Conforme já mencionado, a região amazônica possui solos naturalmente ricos em Hg, no entanto, a construção de lagos para hidrelétricas e o alagamento de grandes áreas por barragens pode mobilizá-lo, aumentando a disponibilidade deste metal nos sistemas aquáticos em sua forma orgânica mais tóxica: o metilmercúrio (MeHg). Essa substância é biomagnificada na cadeia alimentar atingindo maiores concentrações em peixes carnívoros, sendo esses a principal fonte de proteína de comunidades ribeirinhas.
O seu trabalho - intitulado Avaliação dos níveis de estresse oxidativo induzido por exposição ao mercúrio em população ribeirinha infantojuvenil do Rio Madeira (RO) e orientado pela pesquisadora do Departamento de Endemias Samuel Pessoa da ENSP, Sandra de Souza Hacon -, evidenciou que a comunidade ribeirinha isolada de Cuniã tem maiores níveis de mercúrio em sangue (Hg-S) e mercúrio em cabelo (Hg-C), quando comparados com comunidades urbanas, da cidade de Porto Velho (RO). “Os níveis de Hg aumentaram conforme aumentou a frequência de consumo de peixes, possivelmente contaminados com esse metal”, detalhou Leandro.

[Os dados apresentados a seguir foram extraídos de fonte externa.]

//! エラー型定義
//!
//! - `Error`: 共通ライブラリのエラー（検証・パース）
//! - `ValidationError`: ファイル選択時の検証エラー（ネットワーク層には到達しない）
//! - `SubmissionError`: 解析API送信時のエラー分類（CLI/Webで共有）

use serde::Serialize;
use thiserror::Error;

/// ファイル選択時の検証エラー
///
/// Displayはそのままユーザー向けメッセージとして表示される
#[derive(Error, Debug, Clone, PartialEq, Eq)]
pub enum ValidationError {
    #[error("Please upload a valid image file (JPG, PNG, or HEIC from iPhone).")]
    UnsupportedType { media_type: String },

    #[error("File is too large. Maximum size is 10MB.")]
    TooLarge { size: u64 },
}

/// 解析API送信時のエラー分類
#[derive(Error, Debug, Clone, PartialEq, Eq, Serialize)]
#[serde(tag = "kind", rename_all = "snake_case")]
pub enum SubmissionError {
    /// 締切時間（デフォルト30秒）超過
    #[error("request timed out after {seconds}s")]
    Timeout { seconds: u64 },

    /// 接続・通信エラー
    #[error("network error: {message}")]
    NetworkError { message: String },

    /// 2xx以外のステータス
    #[error("server responded with status {status}")]
    ServerError { status: u16, detail: Option<String> },

    /// 通信は成功したがレスポンスに `error` が含まれる
    #[error("{message}")]
    ApplicationError { message: String },

    /// 2xxだがJSONとして読めないレスポンス
    #[error("malformed response: {message}")]
    MalformedResponse { message: String },
}

/// 共通エラー型
#[derive(Error, Debug)]
pub enum Error {
    #[error("{0}")]
    Validation(#[from] ValidationError),

    #[error("JSON error: {0}")]
    Json(#[from] serde_json::Error),

    #[error("Parse error: {0}")]
    Parse(String),
}

/// Result型エイリアス
pub type Result<T> = std::result::Result<T, Error>;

A exposição ao mercúrio leva à alterações metabólicas que desencadeiam o processo conhecido como estresse oxidativo, que é um resultado do desequilíbrio entre o sistema pró e antioxidante, com predomínio dos oxidantes, gerando dano celular. Este dano está relacionado ao aparecimento de diversos tipos de doenças neurodegenerativas, do coração, disfunções cognitivas e câncer”, ressaltou o aluno.

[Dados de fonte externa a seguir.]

//! 解析APIのレスポンス型定義
//!
//! CLIとWeb(WASM)で共有される型:
//! - MedicationRecord: 検出された薬剤1件（全フィールド任意・型も不定）
//! - AnalysisResponse: `POST /analyze` のレスポンス
//! - HealthStatus: `GET /health` のレスポンス
//!
//! 解析サービスは同じフィールドに文字列・配列・数値・オブジェクトのいずれも
//! 返し得るため、揺れのあるフィールドは `serde_json::Value` のまま保持し、
//! 表示時に `render` で正規化する。

use crate::error::SubmissionError;
use serde::{Deserialize, Serialize};
use serde_json::Value;

/// 検出された薬剤1件
#[derive(Debug, Clone, Default, PartialEq, Serialize, Deserialize)]
#[serde(default)]
pub struct MedicationRecord {
    #[serde(skip_serializing_if = "Value::is_null")]
    pub name: Value,

    /// 0〜1の割合、または0〜100のパーセント
    #[serde(skip_serializing_if = "Value::is_null")]
    pub confidence: Value,

    #[serde(skip_serializing_if = "Value::is_null")]
    pub matched_text: Value,

    #[serde(skip_serializing_if = "Value::is_null")]
    pub extracted_text: Value,

    #[serde(skip_serializing_if = "Value::is_null")]
    pub description: Value,

    /// 文字列または配列
    #[serde(skip_serializing_if = "Value::is_null")]
    pub drug_class: Value,

    /// 旧バックエンドの drug_class 相当
    #[serde(skip_serializing_if = "Value::is_null")]
    pub category: Value,

    #[serde(skip_serializing_if = "Value::is_null")]
    pub strength: Value,

    #[serde(skip_serializing_if = "Value::is_null")]
    pub form: Value,

    #[serde(skip_serializing_if = "Value::is_null")]
    pub detected_dosage: Value,

    /// OCRで検出された用量（文字列またはオブジェクト）
    #[serde(skip_serializing_if = "Value::is_null")]
    pub dosage_info: Value,

    #[serde(skip_serializing_if = "Value::is_null")]
    pub indications: Value,

    #[serde(skip_serializing_if = "Value::is_null")]
    pub side_effects: Value,

    #[serde(skip_serializing_if = "Value::is_null")]
    pub interactions: Value,

    #[serde(skip_serializing_if = "Value::is_null")]
    pub warnings: Value,
}

/// `POST /analyze` のレスポンス
///
/// `{ medications: [...] }` または `{ error: "..." }`。
/// OCR結果や画像などの付加フィールドは無視する。
#[derive(Debug, Clone, Default, PartialEq, Serialize, Deserialize)]
#[serde(default)]
pub struct AnalysisResponse {
    #[serde(skip_serializing_if = "Option::is_none")]
    pub medications: Option<Vec<MedicationRecord>>,

    #[serde(skip_serializing_if = "Value::is_null")]
    pub error: Value,

    /// サーバー側のデバッグ情報（ログ出力のみ）
    #[serde(skip_serializing_if = "Value::is_null")]
    pub debug_info: Value,
}

impl AnalysisResponse {
    /// HTTPステータスとボディから解析レスポンスを取り出す
    ///
    /// - 2xx以外: `ServerError`（ボディの `detail` があれば添える）
    /// - JSONとして読めない: `MalformedResponse`
    pub fn from_http(status: u16, body: &str) -> Result<Self, SubmissionError> {
        if !(200..300).contains(&status) {
            let detail = serde_json::from_str::<Value>(body)
                .ok()
                .and_then(|v| v.get("detail").and_then(Value::as_str).map(str::to_string));
            return Err(SubmissionError::ServerError { status, detail });
        }

        Self::from_json(body).map_err(|e| SubmissionError::MalformedResponse {
            message: e.to_string(),
        })
    }

    /// JSON文字列からパース
    pub fn from_json(body: &str) -> crate::Result<Self> {
        Ok(serde_json::from_str(body)?)
    }

    /// `error` フィールドのメッセージ（空・false・nullは無し扱い）
    pub fn error_message(&self) -> Option<String> {
        match &self.error {
            Value::Null | Value::Bool(false) => None,
            Value::String(s) if s.trim().is_empty() => None,
            Value::String(s) => Some(s.clone()),
            other => Some(other.to_string()),
        }
    }

    /// 送信結果へ変換
    ///
    /// `error` を含む場合は `ApplicationError`（通信は成功・意味的に失敗）
    pub fn into_outcome(self) -> Result<Vec<MedicationRecord>, SubmissionError> {
        if let Some(message) = self.error_message() {
            return Err(SubmissionError::ApplicationError { message });
        }
        Ok(self.medications.unwrap_or_default())
    }
}

/// `GET /health` のレスポンス
#[derive(Debug, Clone, Default, PartialEq, Serialize, Deserialize)]
#[serde(default)]
pub struct HealthStatus {
    pub status: String,
}

impl HealthStatus {
    pub fn is_healthy(&self) -> bool {
        self.status == "healthy"
    }
}
//! アップロードコントローラ（CLI版）
//!
//! `UploadSession` に選択ファイル・状態を一元管理させ、
//! プレビュー生成と解析クライアント呼び出しをつなぐ。

use crate::client::AnalysisClient;
use crate::error::{RxLensError, Result};
use crate::preview::{spawn_preview, Preview};
use rx_lens_common::{Completion, DisplayModel, SelectedFile, UploadSession};
use tokio::task::JoinHandle;

pub struct Controller {
    session: UploadSession<Vec<u8>>,
    client: AnalysisClient,
    probe_before_submit: bool,
    preview: Option<JoinHandle<Result<Preview>>>,
}

impl Controller {
    pub fn new(client: AnalysisClient, probe_before_submit: bool) -> Self {
        Self {
            session: UploadSession::new(),
            client,
            probe_before_submit,
            preview: None,
        }
    }

    pub fn session(&self) -> &UploadSession<Vec<u8>> {
        &self.session
    }

    /// ファイルを選択し、受付時はプレビュー生成を開始
    pub fn select(&mut self, file: SelectedFile<Vec<u8>>) -> Result<()> {
        tracing::info!(file = %file.name, size = file.size, media_type = %file.media_type, "file selected");

        match self.session.select(file) {
            Ok(staged) => {
                if staged.is_heic() {
                    tracing::info!("HEIC/HEIF file staged for analysis");
                }
                self.preview = Some(spawn_preview(staged.content.clone()));
                Ok(())
            }
            Err(err) => {
                tracing::warn!(error = %err, "file rejected");
                Err(err.into())
            }
        }
    }

    /// プレビュー生成の完了を待つ（1回のみ、2回目以降は `None`）
    pub async fn take_preview(&mut self) -> Option<Result<Preview>> {
        let handle = self.preview.take()?;
        Some(match handle.await {
            Ok(preview) => preview,
            Err(e) => Err(RxLensError::Preview(e.to_string())),
        })
    }

    pub fn reset(&mut self) {
        tracing::debug!("resetting upload session");
        self.preview = None;
        self.session.reset();
    }

    /// 選択中ファイルを送信
    ///
    /// 送信できない状態（未選択・送信中）では `None`
    pub async fn submit(&mut self) -> Option<Completion> {
        if !self.session.can_submit() {
            tracing::debug!(state = ?self.session.state(), "submit ignored");
            return None;
        }

        if self.probe_before_submit && self.session.needs_probe() {
            let ready = self.client.probe().await;
            self.session.record_probe(ready);
        }

        let file = self.session.file().cloned()?;
        let ticket = self.session.begin_submit()?;
        let outcome = self.client.submit(&file).await;
        let completion = self.session.finish(ticket, outcome);

        match &completion {
            Completion::Applied(model) => {
                tracing::info!(kind = model_kind(model), "analysis result rendered");
            }
            Completion::Discarded => tracing::info!("stale analysis result discarded"),
        }
        Some(completion)
    }
}

fn model_kind(model: &DisplayModel) -> &'static str {
    match model {
        DisplayModel::NoMedications => "no_medications",
        DisplayModel::Medications { .. } => "medications",
        DisplayModel::HeicRemediation { .. } => "heic_remediation",
        DisplayModel::Failure(_) => "failure",
    }
}
//! 解析結果パネル
//!
//! 表示モデルのHTML断片はcommon側でエスケープ済み

use leptos::prelude::*;
use rx_lens_common::{to_html, DisplayModel};

#[component]
pub fn ResultsPanel(result: Signal<Option<DisplayModel>>, is_submitting: Signal<bool>) -> impl IntoView {
    view! {
        <section class="results">
            <Show when=move || is_submitting.get()>
                <div class="loading">
                    <div class="spinner" />
                    <p>"Analyzing your prescription..."</p>
                </div>
            </Show>
            <Show when=move || !is_submitting.get()>
                <div
                    class="results-content"
                    inner_html=move || result.get().map(|model| to_html(&model)).unwrap_or_default()
                />
            </Show>
        </section>
    }
}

Leandro, que integra o Laboratório de Toxicologia do Centro de Estudo em Saúde do Trabalhador e Ecologia Humana da ENSP (Cesteh), comentou que a proposta desta pesquisa foi chamar atenção para os desdobramentos sobre a saúde humana e ambiental que os grandes empreendimentos podem trazer. “Hidrelétricas são uma fonte de energia limpa e renovável, mas o nosso modelo de desenvolvimento faz com que estes grandes projetos sejam concebidos e executados de uma forma incompleta, onde riscos à saúde humana e ambiental não sejam adequadamente dimensionados em etapas de planejamento”, alertou.
O trabalho do aluno faz parte do projeto Inova ENSP 2013-2015 Avaliação de Impacto à Saúde: A construção de uma ferramenta para a gestão socioambiental de projetos de desenvolvimento na Amazônia. Para seu desenvolvimento, selecionou-se como alvo crianças e adolescentes, entre 5 e 17 anos, devido ao fato de ser um grupo pouco estudado e com maior impacto sobre a saúde quando exposto ao metilmercúrio (MeHg).

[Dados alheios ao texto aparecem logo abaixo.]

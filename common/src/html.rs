//! 表示モデルのHTML断片出力
//!
//! 解析サービス由来の文字列はすべてエスケープする

use std::fmt::Write;

use crate::render::{
    DisplayModel, FailureBlock, MedicationCard, HEIC_REMEDIATION_STEPS, NO_MEDICATION_REASONS,
};

/// HTML特殊文字をエスケープ
pub fn escape_html(text: &str) -> String {
    let mut out = String::with_capacity(text.len());
    for c in text.chars() {
        match c {
            '&' => out.push_str("&amp;"),
            '<' => out.push_str("&lt;"),
            '>' => out.push_str("&gt;"),
            '"' => out.push_str("&quot;"),
            '\'' => out.push_str("&#39;"),
            _ => out.push(c),
        }
    }
    out
}

/// 表示モデルをHTML断片に変換
pub fn to_html(model: &DisplayModel) -> String {
    match model {
        DisplayModel::NoMedications => no_medications_html(),
        DisplayModel::Medications { cards } => cards.iter().map(card_html).collect(),
        DisplayModel::HeicRemediation { message } => heic_remediation_html(message),
        DisplayModel::Failure(block) => failure_html(block),
    }
}

fn list_items(items: &[String]) -> String {
    items
        .iter()
        .map(|item| format!("<li>{}</li>", escape_html(item)))
        .collect()
}

fn no_medications_html() -> String {
    let reasons: Vec<String> = NO_MEDICATION_REASONS.iter().map(|r| r.to_string()).collect();
    format!(
        r#"<div class="no-medications">
    <div class="warning-icon">⚠️</div>
    <h3>No Medications Detected</h3>
    <p>We couldn't identify any medications in this image. This could be due to:</p>
    <ul>{}</ul>
    <p>Try uploading a clearer image or one with better lighting.</p>
</div>"#,
        list_items(&reasons)
    )
}

fn card_html(card: &MedicationCard) -> String {
    format!(
        r#"<div class="medication-card">
    <div class="medication-header">
        <h3>{name}</h3>
        <span class="confidence">Match confidence: {confidence}</span>
    </div>
    <div class="medication-body">
        <div class="medication-section">
            <h4>Medication Details</h4>
            <p><strong>Description:</strong> {description}</p>
            <p><strong>Drug Class:</strong> {drug_class}</p>
            <p><strong>Strength:</strong> {strength}</p>
            <p><strong>Form:</strong> {form}</p>
            <p><strong>Detected From:</strong> {matched_text}</p>
            <p><strong>Detected Dosage:</strong> {dosage}</p>
        </div>
        <div class="medication-section">
            <h4>Indications</h4>
            <ul>{indications}</ul>
        </div>
        <div class="medication-section">
            <h4>Side Effects</h4>
            <ul>{side_effects}</ul>
        </div>
        <div class="medication-section">
            <h4>Interactions</h4>
            <ul>{interactions}</ul>
        </div>
        <div class="medication-section warnings">
            <h4>Warnings</h4>
            <ul>{warnings}</ul>
        </div>
    </div>
</div>
"#,
        name = escape_html(&card.name),
        confidence = escape_html(&card.confidence),
        description = escape_html(&card.description),
        drug_class = escape_html(&card.drug_class.join(", ")),
        strength = escape_html(&card.strength),
        form = escape_html(&card.form),
        matched_text = escape_html(&card.matched_text),
        dosage = escape_html(&card.detected_dosage),
        indications = list_items(&card.indications),
        side_effects = list_items(&card.side_effects),
        interactions = list_items(&card.interactions),
        warnings = list_items(&card.warnings),
    )
}

fn heic_remediation_html(message: &str) -> String {
    let steps: String = HEIC_REMEDIATION_STEPS
        .iter()
        .map(|step| format!("<li>{}</li>", escape_html(step)))
        .collect();
    format!(
        r#"<div class="error-container">
    <div class="alert alert-warning">
        <h4>iPhone Image Format Issue</h4>
        <p>{}</p>
        <hr>
        <p class="mb-0">Please try one of these options:</p>
        <ol>{}</ol>
    </div>
</div>"#,
        escape_html(message),
        steps
    )
}

fn failure_html(block: &FailureBlock) -> String {
    let mut html = format!(
        "<div class=\"error-container\">\n    <div class=\"alert alert-danger\">\n        <h4>{}</h4>\n        <p>{}</p>\n",
        escape_html(&block.title),
        escape_html(&block.message)
    );
    if let Some(hint) = &block.hint {
        let _ = writeln!(html, "        <p>{}</p>", escape_html(hint));
    }
    if let Some(technical) = &block.technical {
        let _ = writeln!(
            html,
            "        <p class=\"text-muted small\">Technical details: {}</p>",
            escape_html(technical)
        );
    }
    html.push_str("    </div>\n</div>");
    html
}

A pesquisa contou com a colaboração das Secretarias de Saúde e Educação de Porto Velho, que aceitaram o desenvolvimento do estudo nas escolas selecionadas e, posteriormente, com seus professores. O trabalho contou ainda com a participação do Laboratório de Absorção Atômica da PUC-Rio, nas análises de Hg em sangue e cabelo.
O foco na população infantojuvenil se deu porque, segundo Leandro, crianças e adolescentes apresentam um metabolismo diferenciado de adultos. “Sua vulnerabilidade a exposições ambientais é aumentada em situações em que questões sociais estão envolvidas, como é o caso dos ribeirinhos. Estes tendem a nascer e crescer numa mesma região, com dietas baseadas em peixes como principal fonte proteica, que podem estar contaminados com Hg. A saúde e educação nestas regiões é fraca. Com isso, problemas de saúde relacionados às exposições ambientais e seus desdobramentos no desenvolvimento e aprendizado infantil são de difícil detecção.
Com seu trabalho, Leandro defendeu que comunidades ribeirinhas isoladas estão sob maior risco de exposição ao mercúrio, consequentemente, têm maiores riscos de alterações no desenvolvimento cognitivo. “O Ministério da Saúde não tem um programa de vigilância voltado para estas populações. E este trabalho mostra a importância do desenvolvimento de estratégias políticas que contemplem questões de saúde ambiental e saúde infantil locais, como programas de monitoramento da exposição”, justificou ele.